"The Troubled Spirit" is the nineteenth episode of the first season of Space: 1999.  The screenplay was written by Johnny Byrne; the director was Ray Austin.  The final shooting script is dated 11 November 1974.  Live-action filming took place Wednesday 20 November 1974 through Wednesday 4 December 1974.

Synopsis
As the Moon drifts through empty space, the off-duty personnel of Moonbase Alpha gather in the Recreation Section for an evening of music. Playing to a full house, a solo artist performs a haunting piece on an electric sitar. At Hydroponic Unit Two Doctor Dan Mateo and three colleagues are in the midst of an unorthodox experiment. Linked to a transmitting apparatus by electrodes, the four botanists sit holding hands around a table, giving the proceedings the appearance of a scientific séance.

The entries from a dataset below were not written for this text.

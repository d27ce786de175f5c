//! A packed, mutable run-length CIGAR container and its conversions.

pub mod ops;

use std::{fmt, str::FromStr};

use itertools::Itertools;
use noodles::sam::record::{cigar::op::Op, Cigar as SamCigar};
use serde::{Deserialize, Serialize};

use crate::error::{AlignError, Result};
use ops::{CigarOp, OpId};

/// Low 4 bits of a packed word hold the operator code, the rest the count.
const OP_MASK: u32 = 0xf;
const COUNT_SHIFT: u32 = 4;

/// Smallest number of words the backing buffer reserves.
const MIN_CAPACITY: usize = 4;

#[inline]
fn pack(op: CigarOp, count: u32) -> u32 {
    (count << COUNT_SHIFT) | u32::from(op.code())
}

#[inline]
fn unpack(word: u32) -> (CigarOp, u32) {
    (CigarOp::ALL[(word & OP_MASK) as usize], word >> COUNT_SHIFT)
}

/// An ordered sequence of normalized `(operator, count)` runs, stored as
/// packed 32-bit words: `(count << 4) | code`.
///
/// The sequence is kept normalized: no two adjacent runs share an
/// operator code, every count is at least one. Equality and string
/// round-tripping rely on this. Counts are trusted to stay within 28
/// bits, matching the binary aligned-read encoding.
#[derive(Debug, Clone, Default, Eq, PartialEq, Hash, Serialize, Deserialize)]
pub struct CigarSequence {
    words: Vec<u32>,
}

impl CigarSequence {
    pub fn new() -> Self {
        Self::default()
    }

    pub fn with_capacity(capacity: usize) -> Self {
        Self {
            words: Vec::with_capacity(capacity.max(MIN_CAPACITY)),
        }
    }

    /// Parses a CIGAR string such as `150M3I5D`. A bare operator
    /// character means count one; digits with no trailing operator are
    /// an error.
    pub fn from_text(text: &[u8]) -> Result<Self> {
        let mut cigar = Self::new();
        let mut count: u32 = 0;
        let mut has_digits = false;
        for &b in text {
            if b.is_ascii_digit() {
                count = count * 10 + u32::from(b - b'0');
                has_digits = true;
            } else {
                let op = CigarOp::from_char(b)?;
                cigar.push(op, if has_digits { count } else { 1 })?;
                count = 0;
                has_digits = false;
            }
        }
        if has_digits {
            return Err(AlignError::TrailingDigits(
                String::from_utf8_lossy(text).into_owned(),
            ));
        }
        Ok(cigar)
    }

    /// Builds a sequence from packed binary words.
    pub fn from_words(words: &[u32]) -> Result<Self> {
        let mut cigar = Self::new();
        cigar.extend_from_words(words)?;
        Ok(cigar)
    }

    /// Builds a sequence from the little-endian byte form of the packed
    /// words, as found in the binary aligned-read format.
    pub fn from_le_bytes(bytes: &[u8]) -> Result<Self> {
        if bytes.len() % 4 != 0 {
            return Err(AlignError::LengthMismatch(format!(
                "binary CIGAR buffer of {} bytes is not a whole number of 32-bit words",
                bytes.len()
            )));
        }
        let words: Vec<u32> = bytes
            .chunks_exact(4)
            .map(|c| u32::from_le_bytes([c[0], c[1], c[2], c[3]]))
            .collect();
        Self::from_words(&words)
    }

    /// Builds a sequence from `(identifier, count)` pairs, where the
    /// identifier may be an operator, a binary code, or a character.
    pub fn from_pairs<T, I>(pairs: I) -> Result<Self>
    where
        T: Into<OpId>,
        I: IntoIterator<Item = (T, u32)>,
    {
        let mut cigar = Self::new();
        cigar.extend_pairs(pairs)?;
        Ok(cigar)
    }

    /// Builds a sequence from the CIGAR of an aligned-read record.
    pub fn from_sam_cigar(cigar: &SamCigar) -> Result<Self> {
        let mut out = Self::new();
        for op in cigar.iter() {
            out.push(CigarOp::from_sam_kind(op.kind()), op.len() as u32)?;
        }
        Ok(out)
    }

    /// Number of runs (not bases).
    pub fn len(&self) -> usize {
        self.words.len()
    }

    pub fn is_empty(&self) -> bool {
        self.words.is_empty()
    }

    /// The packed word representation.
    pub fn words(&self) -> &[u32] {
        &self.words
    }

    /// Iterates `(operator, count)` runs in order.
    pub fn iter(&self) -> impl Iterator<Item = (CigarOp, u32)> + '_ {
        self.words.iter().map(|&w| unpack(w))
    }

    fn reserve_one(&mut self) -> Result<()> {
        if self.words.len() == self.words.capacity() {
            // Double the buffer, never reserving fewer than MIN_CAPACITY
            // words. On failure the sequence is left untouched.
            let additional = self.words.capacity().max(MIN_CAPACITY);
            self.words
                .try_reserve_exact(additional)
                .map_err(AlignError::OutOfMemory)?;
        }
        Ok(())
    }

    /// Appends a run, coalescing into the tail run when the operator
    /// matches. A zero count is a no-op.
    pub fn push(&mut self, op: CigarOp, count: u32) -> Result<()> {
        if count == 0 {
            return Ok(());
        }
        if let Some(last) = self.words.last_mut() {
            if *last & OP_MASK == u32::from(op.code()) {
                *last += count << COUNT_SHIFT;
                return Ok(());
            }
        }
        self.reserve_one()?;
        self.words.push(pack(op, count));
        Ok(())
    }

    /// Appends `(identifier, count)` pairs with coalescing.
    pub fn extend_pairs<T, I>(&mut self, pairs: I) -> Result<()>
    where
        T: Into<OpId>,
        I: IntoIterator<Item = (T, u32)>,
    {
        for (id, count) in pairs {
            self.push(id.into().resolve()?, count)?;
        }
        Ok(())
    }

    /// Appends packed binary words. The words are copied verbatim,
    /// except that a first word matching the existing tail operator is
    /// folded into the tail run. Counts are trusted to stay within the
    /// 28-bit field.
    pub fn extend_from_words(&mut self, words: &[u32]) -> Result<()> {
        for &w in words {
            if w & OP_MASK > 8 {
                return Err(AlignError::UnknownOperatorCode((w & OP_MASK) as u8));
            }
        }
        let mut rest = words;
        if let (Some(last), Some(&first)) = (self.words.last_mut(), words.first()) {
            if *last & OP_MASK == first & OP_MASK {
                *last += first & !OP_MASK;
                rest = &words[1..];
            }
        }
        self.words
            .try_reserve(rest.len())
            .map_err(AlignError::OutOfMemory)?;
        self.words.extend_from_slice(rest);
        Ok(())
    }

    /// Removes and returns the last run.
    pub fn pop(&mut self) -> Result<(CigarOp, u32)> {
        self.words.pop().map(unpack).ok_or(AlignError::EmptySequence)
    }

    /// Reverses the runs in place. Reversal of a normalized sequence is
    /// still normalized.
    pub fn reverse(&mut self) {
        self.words.reverse();
    }

    /// Copies out the runs selected by `start..stop` with the given
    /// step (negative steps walk the window backwards). The selected
    /// words are copied as-is: runs adjacent after slicing are *not*
    /// re-coalesced, so the caller sees the original run boundaries.
    pub fn slice(&self, start: usize, stop: usize, step: isize) -> CigarSequence {
        assert!(step != 0, "slice step must be non-zero");
        let stop = stop.min(self.words.len());
        let start = start.min(stop);
        let words: Vec<u32> = if step > 0 {
            (start..stop)
                .step_by(step as usize)
                .map(|i| self.words[i])
                .collect()
        } else {
            (start..stop)
                .rev()
                .step_by(step.unsigned_abs())
                .map(|i| self.words[i])
                .collect()
        };
        CigarSequence { words }
    }

    /// Produces the sequence describing the same alignment with the
    /// reference and query roles swapped.
    ///
    /// Hard and soft clips are stripped from the body; the count of the
    /// first stripped soft clip is returned as `s_left` and any later
    /// stripped soft clips accumulate into `s_right`. Every remaining
    /// operator is replaced by its inverse. `left_clip` and
    /// `right_clip` bracket the result with fresh soft-clip runs.
    ///
    /// Returns `(inverted, s_left, s_right)`.
    pub fn invert(&self, left_clip: i64, right_clip: i64) -> Result<(CigarSequence, u32, u32)> {
        if left_clip < 0 {
            return Err(AlignError::InvalidClip(left_clip));
        }
        if right_clip < 0 {
            return Err(AlignError::InvalidClip(right_clip));
        }
        let mut out = Self::new();
        let mut s_left = 0u32;
        let mut s_right = 0u32;
        let mut seen_soft = false;
        out.push(CigarOp::SoftClip, left_clip as u32)?;
        for (op, count) in self.iter() {
            match op {
                CigarOp::HardClip => {}
                CigarOp::SoftClip => {
                    if seen_soft {
                        s_right += count;
                    } else {
                        s_left = count;
                        seen_soft = true;
                    }
                }
                _ => out.push(op.inverse()?, count)?,
            }
        }
        out.push(CigarOp::SoftClip, right_clip as u32)?;
        Ok((out, s_left, s_right))
    }

    /// Rewrites every SKIPPED run into a SOFT_CLIP run in place,
    /// leaving counts and run boundaries alone. Runs made adjacent to
    /// an existing soft clip are deliberately not re-coalesced, so the
    /// original boundaries stay visible downstream.
    pub fn convert_n_to_s(&mut self) {
        let n = u32::from(CigarOp::Skipped.code());
        let s = u32::from(CigarOp::SoftClip.code());
        for w in &mut self.words {
            if *w & OP_MASK == n {
                *w = (*w & !OP_MASK) | s;
            }
        }
    }

    /// Total count over all runs of the given operator.
    pub fn count(&self, op: CigarOp) -> u32 {
        self.iter().filter(|(o, _)| *o == op).map(|(_, n)| n).sum()
    }

    /// Sum of counts for operators that consume reference or read
    /// bases. Soft clips contribute only when `include_soft_clip`.
    pub fn gapped_len(&self, include_soft_clip: bool) -> u32 {
        self.iter()
            .filter(|&(op, _)| {
                (op.consumes_ref() || op.consumes_read())
                    && (op != CigarOp::SoftClip || include_soft_clip)
            })
            .map(|(_, n)| n)
            .sum()
    }

    /// Reference bases consumed by the sequence.
    ///
    /// With `query_bases` set, runs are walked until the read-side
    /// consumption would meet or exceed that bound; the final run is
    /// only counted for the portion that fits.
    pub fn ref_len(&self, query_bases: Option<u32>) -> u32 {
        let mut ref_total = 0u32;
        let mut read_total = 0u32;
        for (op, count) in self.iter() {
            if let Some(cap) = query_bases {
                if op.consumes_read() && read_total + count >= cap {
                    if op.consumes_ref() {
                        ref_total += cap - read_total;
                    }
                    return ref_total;
                }
            }
            if op.consumes_ref() {
                ref_total += count;
            }
            if op.consumes_read() {
                read_total += count;
            }
        }
        ref_total
    }

    /// Read bases consumed by the sequence, optionally including soft
    /// clips, optionally capped at `ref_bases` reference bases with the
    /// same partial-count rule as [`CigarSequence::ref_len`].
    pub fn query_len(&self, ref_bases: Option<u32>, include_soft_clip: bool) -> u32 {
        let mut ref_total = 0u32;
        let mut read_total = 0u32;
        for (op, count) in self.iter() {
            let consumes_read =
                op.consumes_read() && (op != CigarOp::SoftClip || include_soft_clip);
            if let Some(cap) = ref_bases {
                if op.consumes_ref() && ref_total + count >= cap {
                    if consumes_read {
                        read_total += cap - ref_total;
                    }
                    return read_total;
                }
            }
            if op.consumes_ref() {
                ref_total += count;
            }
            if consumes_read {
                read_total += count;
            }
        }
        read_total
    }

    /// Runs as `(binary code, count)` pairs.
    pub fn to_pairs(&self) -> Vec<(u8, u32)> {
        self.iter().map(|(op, n)| (op.code(), n)).collect()
    }

    /// Runs as `(operator, count)` pairs.
    pub fn to_op_pairs(&self) -> Vec<(CigarOp, u32)> {
        self.iter().collect()
    }

    /// The little-endian byte form of the packed words.
    pub fn to_le_bytes(&self) -> Vec<u8> {
        self.words.iter().flat_map(|w| w.to_le_bytes()).collect()
    }

    /// Converts to an aligned-read record CIGAR.
    pub fn to_sam_cigar(&self) -> SamCigar {
        let ops: Vec<Op> = self
            .iter()
            .map(|(op, n)| Op::new(op.sam_kind(), n as usize))
            .collect();
        SamCigar::try_from(ops).unwrap()
    }
}

impl fmt::Display for CigarSequence {
    fn fmt(&self, f: &mut fmt::Formatter<'_>) -> fmt::Result {
        write!(
            f,
            "{}",
            self.iter()
                .format_with("", |(op, n), g| g(&format_args!("{n}{}", op.as_char())))
        )
    }
}

impl FromStr for CigarSequence {
    type Err = AlignError;

    fn from_str(s: &str) -> Result<Self> {
        Self::from_text(s.as_bytes())
    }
}

impl TryFrom<&[u8]> for CigarSequence {
    type Error = AlignError;

    fn try_from(text: &[u8]) -> Result<Self> {
        Self::from_text(text)
    }
}

/// Expands every MATCH run of `cigar` into SEQ_MATCH / SEQ_MISMATCH
/// runs by comparing the reference and query bases each aligned column
/// consumes, starting from the given offsets (defaulting to zero). All
/// other runs are copied unchanged.
pub fn cigar_to_extended(
    cigar: &CigarSequence,
    ref_seq: &[u8],
    query: &[u8],
    ref_start: Option<usize>,
    query_start: Option<usize>,
) -> Result<CigarSequence> {
    let mut ri = ref_start.unwrap_or(0);
    let mut qi = query_start.unwrap_or(0);
    let mut out = CigarSequence::new();
    for (op, count) in cigar.iter() {
        let len = count as usize;
        if op.consumes_ref() && ri + len > ref_seq.len() {
            return Err(AlignError::LengthMismatch(format!(
                "{count}{op} needs reference bases {ri}..{} but the reference has {}",
                ri + len,
                ref_seq.len()
            )));
        }
        if op.consumes_read() && qi + len > query.len() {
            return Err(AlignError::LengthMismatch(format!(
                "{count}{op} needs query bases {qi}..{} but the query has {}",
                qi + len,
                query.len()
            )));
        }
        if op == CigarOp::Match {
            for k in 0..len {
                let ext = if ref_seq[ri + k] == query[qi + k] {
                    CigarOp::SeqMatch
                } else {
                    CigarOp::SeqMismatch
                };
                out.push(ext, 1)?;
            }
        } else {
            out.push(op, count)?;
        }
        if op.consumes_ref() {
            ri += len;
        }
        if op.consumes_read() {
            qi += len;
        }
    }
    Ok(out)
}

Working from the premise that humans have an innate affinity with plants, Mateo has discovered that botanical life emits electrical waves analogous to those produced by the human brain. In the experiment, Mateo hopes to isolate these brainwave patterns in his own mind, amplify them using the combined mental powers of the group, transmit them at plants sitting on the table and measure the response. The ultimate goal is to establish communication between humans and plants. As the group concentrates, Mateo slips into a trance-state. Doctor James Warren, head of Hydroponics, enters the unit and stops the experiment. When the circle is broken, Mateo spasms in agony and crumples to the floor. Suddenly, the lights dim and a freezing wind blows all throughout Alpha.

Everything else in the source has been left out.